↓↓↓
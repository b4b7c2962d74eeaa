use thiserror::Error;

/// Failures surfaced by the platform-free motion logic.
///
/// None of these reach the page visitor; the web binding logs them and falls
/// back to defaults.
#[derive(Debug, Error)]
pub enum MotionError {
    #[error("invalid motion config JSON: {0}")]
    ConfigJson(#[from] serde_json::Error),

    #[error("invalid motion config: {0}")]
    InvalidConfig(String),

    #[error("unknown easing curve `{0}`")]
    UnknownEasing(String),
}

pub type Result<T> = std::result::Result<T, MotionError>;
↑↑↑
Pull out each line of the entries that contains "MotionError".

Expected output:
pub enum MotionError {
pub type Result<T> = std::result::Result<T, MotionError>;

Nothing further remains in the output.